Selama hidupnya, Ia bekerja serabutan mulai dari penjaga perpustakaan yang hanya menghasilkan gaji 120 ribu perbulannya. Kurnen juga pernah menjadi pengelola ikan milik bosnya dengan gaji yang cukup untuk membangun rumah, karena sebelumnya Ia bersama keluarga tinggal di sebuah Gubug. Hingga akhirnya bekerja sebagai tukang becak sampai saat ini.
Kurnen berusia 68 tahun dengan tubuhnya terlihat masih kokoh walaupun usianya bisa dibilang sudah berumur, berkarir sebagai tukang becak selama 16 tahun membuat Kurnen semakin berpasrah diri. Pasalnya, semenjak ojek daring marak di kalangan masyarakat, profesi Ia dan teman-temannya seiring berjalannya waktu semakin dilupakan.
“Tadinya Saya sehari bisa sampai 200 ribu sebelum adanya ojek daring, tapi sekarang buat dapat 50 ribu aja susah,” keluhnya sambil berlinang air mata
Tak terasa, matahari menjelang tenggelam Kurnen mengajak Saya untuk menyambangi rumahnya. Dengan raut wajah yang kecewa, Kurnen mengayuh becaknya untuk pulang ke rumah, meskipun tidak membawakan buah tangan untuk keluarga kecilnya.
Di rumahnya, Kurnen tinggal bersama seorang Istri beserta 3 orang cucunya. Karena, ketiga anaknya sudah memisahkan diri darinya untuk bekerja. Di depan Istri dan cucunya hanya bisa menunduk karena pada hari itu becaknya tidak bisa menghasilkan uang yang bisa dibelanjakan. Beruntung, Kurnen memiliki seorang Istri yang bernama Yani yang sangat setia dan mengerti keadaannya.
Saya sangat terpukau melihat keluarga kecil ini bahagia dalam kesederhanannya dalam menjalani lika-liku kehidupan ini. Di depan Saya, Yani, Istri Kurnen seperti ibu-ibu biasanya terlihat dari penampilannya yang menggunakan daster mengisahkan keluarga kecilnya yang kini tetap bertahan di tengah kondisi ekonomi yang sangat sulit.
Yani terlihat sangat mengerti betul apa yang dialami Kurnen selama ini.
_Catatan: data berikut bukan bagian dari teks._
//! Threshold bonus and penalty adjustments.
//!
//! Each metric may define fixed bonuses and penalties keyed on its own raw
//! value. Which side of the threshold is favourable depends on the metric's
//! polarity.

use rust_decimal::Decimal;

use crate::config::{Adjustment, AdjustmentKind, MetricDefinition, Polarity};
use crate::models::{AdjustmentSource, AppliedAdjustment, AuditStep};

/// The result of evaluating a metric's threshold adjustments.
#[derive(Debug, Clone)]
pub struct AdjustmentResult {
    /// Adjustments that applied, in configuration order.
    pub applied: Vec<AppliedAdjustment>,
    /// Signed sum of the applied adjustments.
    pub total: Decimal,
    /// The audit step recording this evaluation.
    pub audit_step: AuditStep,
}

/// Returns true when `adjustment` applies to `raw_value`.
///
/// | polarity         | bonus applies      | penalty applies   |
/// |------------------|--------------------|-------------------|
/// | higher is better | raw ≥ threshold    | raw < threshold   |
/// | lower is better  | raw ≤ threshold    | raw > threshold   |
pub fn adjustment_applies(adjustment: &Adjustment, polarity: Polarity, raw_value: Decimal) -> bool {
    let threshold = adjustment.threshold;
    match (adjustment.kind, polarity) {
        (AdjustmentKind::Bonus, Polarity::HigherIsBetter) => raw_value >= threshold,
        (AdjustmentKind::Bonus, Polarity::LowerIsBetter) => raw_value <= threshold,
        (AdjustmentKind::Penalty, Polarity::HigherIsBetter) => raw_value < threshold,
        (AdjustmentKind::Penalty, Polarity::LowerIsBetter) => raw_value > threshold,
    }
}

/// Evaluates every threshold adjustment configured for a metric.
///
/// # Examples
///
/// ```
/// use points_engine::config::{Adjustment, AdjustmentKind, Aggregation, MetricDefinition, Polarity};
/// use points_engine::scoring::apply_adjustments;
/// use rust_decimal::Decimal;
///
/// let metric = MetricDefinition {
///     name: "Productivity".to_string(),
///     unit: "tasks".to_string(),
///     polarity: Polarity::HigherIsBetter,
///     weight: Decimal::new(30, 2),
///     target: Decimal::from(100),
///     max_score: Decimal::from(110),
///     aggregation: Aggregation::Sum,
///     adjustments: vec![Adjustment {
///         kind: AdjustmentKind::Penalty,
///         threshold: Decimal::from(60),
///         points: Decimal::from(10),
///         reason: "Output below 60 tasks".to_string(),
///     }],
///     conditional_bonuses: vec![],
/// };
///
/// let result = apply_adjustments("productivity", Decimal::from(59), &metric, 2);
/// assert_eq!(result.total, Decimal::from(-10));
/// ```
pub fn apply_adjustments(
    metric_code: &str,
    raw_value: Decimal,
    metric: &MetricDefinition,
    step_number: u32,
) -> AdjustmentResult {
    let applied: Vec<AppliedAdjustment> = metric
        .adjustments
        .iter()
        .filter(|adjustment| adjustment_applies(adjustment, metric.polarity, raw_value))
        .map(|adjustment| to_applied(adjustment, metric.polarity))
        .collect();

    let total: Decimal = applied.iter().map(|a| a.points).sum();

    let reasoning = if metric.adjustments.is_empty() {
        "No threshold adjustments configured".to_string()
    } else if applied.is_empty() {
        format!(
            "Raw value {} triggers none of {} threshold adjustments",
            raw_value.normalize(),
            metric.adjustments.len()
        )
    } else {
        let parts: Vec<String> = applied
            .iter()
            .map(|a| format!("{:+} ({})", a.points.normalize(), a.reason))
            .collect();
        format!("Raw value {}: {}", raw_value.normalize(), parts.join(", "))
    };

    let audit_step = AuditStep {
        step_number,
        rule_id: "threshold_adjustments".to_string(),
        rule_name: "Threshold Adjustments".to_string(),
        metric_code: Some(metric_code.to_string()),
        input: serde_json::json!({
            "raw_value": raw_value.normalize().to_string(),
            "configured": metric.adjustments.len()
        }),
        output: serde_json::json!({
            "applied": applied.len(),
            "total": total.normalize().to_string()
        }),
        reasoning,
    };

    AdjustmentResult {
        applied,
        total,
        audit_step,
    }
}

fn to_applied(adjustment: &Adjustment, polarity: Polarity) -> AppliedAdjustment {
    let (source, points, comparison) = match (adjustment.kind, polarity) {
        (AdjustmentKind::Bonus, Polarity::HigherIsBetter) => {
            (AdjustmentSource::Bonus, adjustment.points, "at or above")
        }
        (AdjustmentKind::Bonus, Polarity::LowerIsBetter) => {
            (AdjustmentSource::Bonus, adjustment.points, "at or below")
        }
        (AdjustmentKind::Penalty, Polarity::HigherIsBetter) => {
            (AdjustmentSource::Penalty, -adjustment.points, "below")
        }
        (AdjustmentKind::Penalty, Polarity::LowerIsBetter) => {
            (AdjustmentSource::Penalty, -adjustment.points, "above")
        }
    };

    let reason = if adjustment.reason.is_empty() {
        format!("{} {}", comparison, adjustment.threshold.normalize())
    } else {
        adjustment.reason.clone()
    };

    AppliedAdjustment {
        source,
        points,
        reason,
    }
}

#[cfg(test)]
mod tests {
    use super::*;
    use crate::config::test_support::{adjustment, metric};
    use std::str::FromStr;

    fn dec(s: &str) -> Decimal {
        Decimal::from_str(s).unwrap()
    }

    fn productivity() -> MetricDefinition {
        let mut m = metric(Polarity::HigherIsBetter, "0.30", "100", "110");
        m.adjustments = vec![
            adjustment(AdjustmentKind::Bonus, "110", "5"),
            adjustment(AdjustmentKind::Penalty, "60", "10"),
        ];
        m
    }

    fn error_rate() -> MetricDefinition {
        let mut m = metric(Polarity::LowerIsBetter, "0.15", "2", "100");
        m.adjustments = vec![
            adjustment(AdjustmentKind::Bonus, "0.5", "5"),
            adjustment(AdjustmentKind::Penalty, "5", "15"),
        ];
        m
    }

    #[test]
    fn test_bonus_applies_at_threshold() {
        let result = apply_adjustments("productivity", dec("110"), &productivity(), 1);
        assert_eq!(result.total, dec("5"));
        assert_eq!(result.applied.len(), 1);
        assert_eq!(result.applied[0].source, AdjustmentSource::Bonus);
    }

    #[test]
    fn test_bonus_not_applied_just_below_threshold() {
        let result = apply_adjustments("productivity", dec("109.99"), &productivity(), 1);
        assert_eq!(result.total, Decimal::ZERO);
        assert!(result.applied.is_empty());
    }

    #[test]
    fn test_penalty_applies_just_below_threshold() {
        let result = apply_adjustments("productivity", dec("59.99"), &productivity(), 1);
        assert_eq!(result.total, dec("-10"));
        assert_eq!(result.applied[0].source, AdjustmentSource::Penalty);
    }

    #[test]
    fn test_penalty_not_applied_at_threshold() {
        let result = apply_adjustments("productivity", dec("60"), &productivity(), 1);
        assert!(result.applied.is_empty());
    }

    #[test]
    fn test_lower_is_better_bonus_at_threshold() {
        let result = apply_adjustments("error_rate", dec("0.5"), &error_rate(), 1);
        assert_eq!(result.total, dec("5"));
    }

    #[test]
    fn test_lower_is_better_penalty_above_threshold() {
        let at = apply_adjustments("error_rate", dec("5"), &error_rate(), 1);
        assert!(at.applied.is_empty());

        let above = apply_adjustments("error_rate", dec("5.01"), &error_rate(), 1);
        assert_eq!(above.total, dec("-15"));
    }

    #[test]
    fn test_multiple_adjustments_sum() {
        let mut m = productivity();
        m.adjustments.push(adjustment(AdjustmentKind::Bonus, "100", "2"));
        let result = apply_adjustments("productivity", dec("120"), &m, 1);
        assert_eq!(result.total, dec("7"));
        assert_eq!(result.applied.len(), 2);
    }

    #[test]
    fn test_no_adjustments_configured() {
        let m = metric(Polarity::HigherIsBetter, "0.15", "90", "100");
        let result = apply_adjustments("teamwork", dec("10"), &m, 4);
        assert_eq!(result.total, Decimal::ZERO);
        assert_eq!(result.audit_step.step_number, 4);
        assert!(result.audit_step.reasoning.contains("No threshold adjustments"));
    }

    #[test]
    fn test_default_reason_describes_threshold() {
        let result = apply_adjustments("productivity", dec("30"), &productivity(), 1);
        assert_eq!(result.applied[0].reason, "below 60");
        assert!(result.audit_step.reasoning.contains("-10 (below 60)"));
    }
}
Walaupun, penghasilannya kurang bisa mencukupi keluarga kecilnya. Yani masih sangat setia menemani sang suami selama 50 tahun. Yani hanya bisa membantu sedikit, karena dirinya merupakan seorang pembantu rumah tangga.
“Saya bersyukur banget neng punya tempat tinggal waktu itu walaupun cuma gubug, yang penting keluarga kami bisa istirahat disini,” ucap Yani sambil menggendong cucunya
Saat itu, pecah tangisan Yani ketika menceritakan kehidupan pahit yang terbekas di dalam ingatannya. Rumah gubug yang ditempatinya, terpaksa harus ditinggalkan karena Bos suaminya telah menendang Ia beserta keluarganya.
Kebingungan, tanpa tempat tinggal, Yani mengajak sang suami untuk tinggal sementara di rumah orang tuanya,. “Waktu di usir dengan bos ikan lele kita kaget sampai marah segitunya padahal sebelumnya dia baik, apalagi kondisi waktu itu sudah malam terus di luar hujan deras. Akhirnya kita pergi dari situ habis subuh,” ungkap Istri tukang becak itu mengingat kejadian yang menyayat hati.
Adzan maghrib tiba memotong pembicaraan Saya dengan Kurnen beserta keluarga, Saya bergegas meninggalkan keluarga kecil tersebut. Sebagai tukang becak, Kurnen hanya bisa berharap dirinya masih kuat untuk mengayuh becak sehingga keluarga kecilnya tetap bisa bertahan hidup.